U.S. Border Patrol agents and U.S. Customs and Border Protection officers are facing a massive challenge on the Southwest border, and CBP is increasing the ranks of those carrying out the agency’s vital mission.
“In just 28 days of February, we apprehended more than 66,000 illegal aliens,” said U.S. Border Patrol Deputy Chief Scott Luck Wednesday at the annual Border Security Expo in San Antonio, Texas. “So far this fiscal year, we have apprehended more than 300,000. That’s about double over this time last year, and the numbers are projected to keep growing.”
The two-day event brought together hundreds of current and former local, state and federal law enforcement officials and industry representatives from across the country and around the globe to discuss current border security challenges and possible solutions to various challenges.
Deputy Chief Luck discussed the increased volume and change in composition of people illegally crossing the Southwest border. Twenty years ago, the vast majority of the more than 1 million illegal aliens apprehended on the Southwest border were adult males from Mexico, on their own.
“Today, nearly 80 percent of our apprehensions are of people from countries other than Mexico, and more than 60 percent are unaccompanied children or members of family units from the Central America’s Northern Triangle – Honduras, Guatemala, and El Salvador,” Luck said, adding the demographic shift prompted the Border Patrol to shift its resources to taking care of those in the Border Patrol’s custody. “Until we can transfer custody to the appropriate partnering agency, we are required to accommodate them in stations designed and built to process short-term detainees typically returned quickly to their home country. These stations built years ago are not luxurious in any way, and they were never intended to handle families and children,” many of whom require medical attention, shifting agents’ time to hospitals.
To gain operational control of the Southwest border, CBP needs additional resources.
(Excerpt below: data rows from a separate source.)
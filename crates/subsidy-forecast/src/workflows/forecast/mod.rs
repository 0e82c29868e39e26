pub mod aggregation;
pub mod calendar;
mod classification;
pub mod config;
pub mod domain;
mod pipeline;
pub mod report;
pub mod revenue;
mod router;
mod service;
pub mod time_in_care;

pub use calendar::ReportingWindow;
pub use classification::RiskClassifier;
pub use config::ForecastConfig;
pub use pipeline::{ForecastDashboard, ForecastPipeline};
pub use report::ForecastReport;
pub use router::forecast_router;
pub use service::{DashboardRequest, ForecastService, ForecastServiceError};
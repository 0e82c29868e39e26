use crate::config::TelemetryConfig;
use std::fmt;
use tracing_subscriber::filter::ParseError;
use tracing_subscriber::EnvFilter;

#[derive(Debug)]
pub enum TelemetryError {
    EnvFilter { value: String, source: ParseError },
    Subscriber(Box<dyn std::error::Error + Send + Sync>),
}

impl fmt::Display for TelemetryError {
    fn fmt(&self, f: &mut fmt::Formatter<'_>) -> fmt::Result {
        match self {
            TelemetryError::EnvFilter { value, .. } => {
                write!(f, "invalid log filter '{}'", value)
            }
            TelemetryError::Subscriber(err) => write!(f, "could not install subscriber: {err}"),
        }
    }
}

impl std::error::Error for TelemetryError {
    fn source(&self) -> Option<&(dyn std::error::Error + 'static)> {
        match self {
            TelemetryError::EnvFilter { source, .. } => Some(source),
            TelemetryError::Subscriber(err) => Some(&**err),
        }
    }
}

/// `RUST_LOG` wins over the configured level.
pub fn env_filter(config: &TelemetryConfig) -> Result<EnvFilter, TelemetryError> {
    match EnvFilter::try_from_default_env() {
        Ok(filter) => Ok(filter),
        Err(_) => {
            EnvFilter::try_new(&config.log_level).map_err(|source| TelemetryError::EnvFilter {
                value: config.log_level.clone(),
                source,
            })
        }
    }
}

pub fn init(config: &TelemetryConfig) -> Result<(), TelemetryError> {
    tracing_subscriber::fmt()
        .with_env_filter(env_filter(config)?)
        .with_target(false)
        .compact()
        .with_ansi(false)
        .try_init()
        .map_err(TelemetryError::Subscriber)
}

#[cfg(test)]
mod tests {
    use super::*;

    #[test]
    fn rejects_malformed_level() {
        if std::env::var("RUST_LOG").is_ok() {
            return;
        }
        let config = TelemetryConfig {
            log_level: "subsidy_forecast=loud".to_string(),
        };
        let err = env_filter(&config).expect_err("filter should not parse");
        assert!(err.to_string().contains("subsidy_forecast=loud"));
    }

    #[test]
    fn accepts_plain_levels() {
        let config = TelemetryConfig {
            log_level: "debug".to_string(),
        };
        assert!(env_filter(&config).is_ok());
    }
}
“The only enduring way to impede and deny illegal traffic is with a physical barrier,” Deputy Chief Luck said. “While we have more than 650 miles of wall and other physical barriers in place today, we know that’s not enough,” noting there are several projects in the works to beef up the wall in many locations.
Luck also credited partnerships with state and local law enforcement, as well as the U.S. military, for expanding “situational awareness exponentially.”
Another element that will help in operational control is more Border Patrol agents on duty. Speaking to another group separate from Luck, CBP’s Chief Operating Officer John Sanders said the agency is doing all it can to give Border Patrol and Field Operations the people they need as soon as possible.
Mr. Sanders discussed CBP’s Fast Track system – a hiring process started in February to quickly bring aboard law enforcement personnel while maintaining the highest standards. Through Fast Track, “CBP’s goal is to hire agents and officers in 120 days,” adding how the program’s flexibility is a great asset. “It is not a one-size-fits-all approach program.”
Deputy Chief Luck concluded that border security is a complex issue needing a complex solution. With resources, such as a wall system and facilities, along with technology and additional personnel, the U.S. Border Patrol will have the capabilities to face the nation’s threats and the humanitarian crisis on our Southwest border.
“Seemingly insurmountable tasks have been a part of our culture for nearly 100 years, and we will do everything in our power to persevere,” Luck said.